#### [Task objective]
Every line below between the one holding "pub trait SpeechService: Send" and the one holding "let bytes = response.bytes().await?;", inclusive, should be copied exactly, and no other line.

#### [Material provided]
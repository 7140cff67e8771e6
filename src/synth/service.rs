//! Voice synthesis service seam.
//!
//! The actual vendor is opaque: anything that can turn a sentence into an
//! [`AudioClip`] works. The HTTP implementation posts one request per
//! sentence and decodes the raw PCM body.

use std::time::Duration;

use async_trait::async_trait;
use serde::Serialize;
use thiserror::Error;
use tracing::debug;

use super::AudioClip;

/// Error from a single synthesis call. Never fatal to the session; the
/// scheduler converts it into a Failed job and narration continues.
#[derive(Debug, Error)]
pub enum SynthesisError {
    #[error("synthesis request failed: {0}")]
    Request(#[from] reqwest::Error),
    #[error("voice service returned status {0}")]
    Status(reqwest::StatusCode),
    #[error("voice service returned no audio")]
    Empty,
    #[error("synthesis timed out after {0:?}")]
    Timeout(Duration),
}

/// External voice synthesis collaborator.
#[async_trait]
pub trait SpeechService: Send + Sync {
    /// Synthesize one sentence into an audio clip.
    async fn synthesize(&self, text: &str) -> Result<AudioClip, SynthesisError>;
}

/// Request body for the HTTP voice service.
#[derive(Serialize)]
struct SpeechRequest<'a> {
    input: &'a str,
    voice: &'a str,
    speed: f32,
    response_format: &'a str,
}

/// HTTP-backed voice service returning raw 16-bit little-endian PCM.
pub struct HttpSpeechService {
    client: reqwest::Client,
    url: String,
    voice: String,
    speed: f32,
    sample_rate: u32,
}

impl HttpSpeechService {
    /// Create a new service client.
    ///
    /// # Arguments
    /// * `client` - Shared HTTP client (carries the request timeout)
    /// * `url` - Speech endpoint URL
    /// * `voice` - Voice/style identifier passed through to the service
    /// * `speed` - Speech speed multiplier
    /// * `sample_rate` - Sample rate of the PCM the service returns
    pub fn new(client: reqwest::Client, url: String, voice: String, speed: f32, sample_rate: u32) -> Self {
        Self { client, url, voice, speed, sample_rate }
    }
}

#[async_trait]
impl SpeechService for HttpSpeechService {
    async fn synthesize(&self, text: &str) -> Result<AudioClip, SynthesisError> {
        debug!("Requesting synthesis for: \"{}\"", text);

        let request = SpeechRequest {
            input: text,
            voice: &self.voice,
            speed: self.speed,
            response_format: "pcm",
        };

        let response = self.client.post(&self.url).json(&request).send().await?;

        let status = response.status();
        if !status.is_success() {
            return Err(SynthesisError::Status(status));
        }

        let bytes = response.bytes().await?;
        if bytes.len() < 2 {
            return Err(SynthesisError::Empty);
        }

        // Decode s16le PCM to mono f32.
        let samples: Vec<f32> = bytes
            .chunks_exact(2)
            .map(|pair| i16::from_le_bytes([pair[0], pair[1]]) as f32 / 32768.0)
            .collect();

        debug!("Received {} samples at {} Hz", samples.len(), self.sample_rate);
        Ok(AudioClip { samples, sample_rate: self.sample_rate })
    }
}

---

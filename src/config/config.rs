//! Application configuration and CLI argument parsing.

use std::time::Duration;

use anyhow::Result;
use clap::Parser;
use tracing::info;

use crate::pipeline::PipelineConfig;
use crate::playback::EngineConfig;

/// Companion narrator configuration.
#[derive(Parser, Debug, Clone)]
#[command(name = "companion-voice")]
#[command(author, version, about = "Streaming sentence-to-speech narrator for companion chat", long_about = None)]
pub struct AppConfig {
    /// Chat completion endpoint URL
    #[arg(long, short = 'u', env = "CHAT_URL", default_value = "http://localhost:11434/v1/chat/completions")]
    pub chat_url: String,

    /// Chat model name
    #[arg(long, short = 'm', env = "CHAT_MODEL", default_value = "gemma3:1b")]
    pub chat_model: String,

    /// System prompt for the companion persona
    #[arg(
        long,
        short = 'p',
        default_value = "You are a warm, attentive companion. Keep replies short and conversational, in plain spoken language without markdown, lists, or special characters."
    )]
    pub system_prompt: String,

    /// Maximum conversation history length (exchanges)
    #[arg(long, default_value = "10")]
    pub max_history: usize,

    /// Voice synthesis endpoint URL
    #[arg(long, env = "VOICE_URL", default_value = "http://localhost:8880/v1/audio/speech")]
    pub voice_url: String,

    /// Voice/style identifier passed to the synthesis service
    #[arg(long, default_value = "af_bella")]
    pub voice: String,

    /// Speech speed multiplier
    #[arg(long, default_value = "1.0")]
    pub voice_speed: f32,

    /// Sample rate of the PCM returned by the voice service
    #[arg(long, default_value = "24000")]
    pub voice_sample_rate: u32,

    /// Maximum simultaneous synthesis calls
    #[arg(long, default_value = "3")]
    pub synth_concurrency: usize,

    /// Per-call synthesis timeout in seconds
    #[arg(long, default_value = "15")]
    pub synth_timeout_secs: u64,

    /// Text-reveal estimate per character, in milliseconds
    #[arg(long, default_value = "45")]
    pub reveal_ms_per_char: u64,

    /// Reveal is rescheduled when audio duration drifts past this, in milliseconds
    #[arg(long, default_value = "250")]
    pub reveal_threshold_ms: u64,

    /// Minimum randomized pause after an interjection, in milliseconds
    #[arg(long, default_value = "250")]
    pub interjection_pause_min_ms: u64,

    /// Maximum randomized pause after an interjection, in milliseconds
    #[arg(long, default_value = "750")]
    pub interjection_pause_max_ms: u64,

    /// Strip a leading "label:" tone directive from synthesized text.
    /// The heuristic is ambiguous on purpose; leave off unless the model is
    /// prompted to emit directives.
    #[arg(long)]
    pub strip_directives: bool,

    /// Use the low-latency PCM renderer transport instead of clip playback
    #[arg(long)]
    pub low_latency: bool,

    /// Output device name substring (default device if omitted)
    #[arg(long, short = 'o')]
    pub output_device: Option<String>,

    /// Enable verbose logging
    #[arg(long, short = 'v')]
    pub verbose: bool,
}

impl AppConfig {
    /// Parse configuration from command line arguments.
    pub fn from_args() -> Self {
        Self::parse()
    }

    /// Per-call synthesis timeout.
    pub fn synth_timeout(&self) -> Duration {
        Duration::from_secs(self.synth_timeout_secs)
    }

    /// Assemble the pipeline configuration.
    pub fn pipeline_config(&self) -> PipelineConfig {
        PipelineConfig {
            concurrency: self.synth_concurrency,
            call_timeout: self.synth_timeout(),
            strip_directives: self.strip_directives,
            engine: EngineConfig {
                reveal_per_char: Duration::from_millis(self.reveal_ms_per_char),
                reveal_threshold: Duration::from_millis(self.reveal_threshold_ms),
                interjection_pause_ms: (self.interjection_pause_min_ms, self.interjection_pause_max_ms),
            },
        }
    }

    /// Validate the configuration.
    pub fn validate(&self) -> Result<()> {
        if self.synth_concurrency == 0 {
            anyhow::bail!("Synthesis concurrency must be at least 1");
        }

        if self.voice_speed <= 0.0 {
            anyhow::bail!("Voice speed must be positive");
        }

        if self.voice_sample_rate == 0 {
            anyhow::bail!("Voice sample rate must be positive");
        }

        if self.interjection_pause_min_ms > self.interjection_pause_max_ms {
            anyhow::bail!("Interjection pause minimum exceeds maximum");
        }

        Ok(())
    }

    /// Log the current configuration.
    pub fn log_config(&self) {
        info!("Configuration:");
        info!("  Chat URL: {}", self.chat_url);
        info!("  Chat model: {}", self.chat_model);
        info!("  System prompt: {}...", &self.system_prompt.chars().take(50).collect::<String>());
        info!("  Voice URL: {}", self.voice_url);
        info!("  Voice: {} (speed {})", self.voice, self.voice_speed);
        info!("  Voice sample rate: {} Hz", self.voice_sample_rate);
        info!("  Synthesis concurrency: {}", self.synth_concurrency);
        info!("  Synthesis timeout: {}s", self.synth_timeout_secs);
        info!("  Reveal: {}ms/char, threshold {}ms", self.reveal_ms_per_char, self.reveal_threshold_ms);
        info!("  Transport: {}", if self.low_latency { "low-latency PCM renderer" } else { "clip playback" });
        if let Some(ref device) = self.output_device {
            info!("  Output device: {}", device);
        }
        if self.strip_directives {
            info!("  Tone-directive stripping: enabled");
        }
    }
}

#### [Answer box]
pub trait SpeechService: Send + Sync {
    /// Synthesize one sentence into an audio clip.
    async fn synthesize(&self, text: &str) -> Result<AudioClip, SynthesisError>;
}

/// Request body for the HTTP voice service.
#[derive(Serialize)]
struct SpeechRequest<'a> {
    input: &'a str,
    voice: &'a str,
    speed: f32,
    response_format: &'a str,
}

/// HTTP-backed voice service returning raw 16-bit little-endian PCM.
pub struct HttpSpeechService {
    client: reqwest::Client,
    url: String,
    voice: String,
    speed: f32,
    sample_rate: u32,
}

impl HttpSpeechService {
    /// Create a new service client.
    ///
    /// # Arguments
    /// * `client` - Shared HTTP client (carries the request timeout)
    /// * `url` - Speech endpoint URL
    /// * `voice` - Voice/style identifier passed through to the service
    /// * `speed` - Speech speed multiplier
    /// * `sample_rate` - Sample rate of the PCM the service returns
    pub fn new(client: reqwest::Client, url: String, voice: String, speed: f32, sample_rate: u32) -> Self {
        Self { client, url, voice, speed, sample_rate }
    }
}

#[async_trait]
impl SpeechService for HttpSpeechService {
    async fn synthesize(&self, text: &str) -> Result<AudioClip, SynthesisError> {
        debug!("Requesting synthesis for: \"{}\"", text);

        let request = SpeechRequest {
            input: text,
            voice: &self.voice,
            speed: self.speed,
            response_format: "pcm",
        };

        let response = self.client.post(&self.url).json(&request).send().await?;

        let status = response.status();
        if !status.is_success() {
            return Err(SynthesisError::Status(status));
        }

        let bytes = response.bytes().await?;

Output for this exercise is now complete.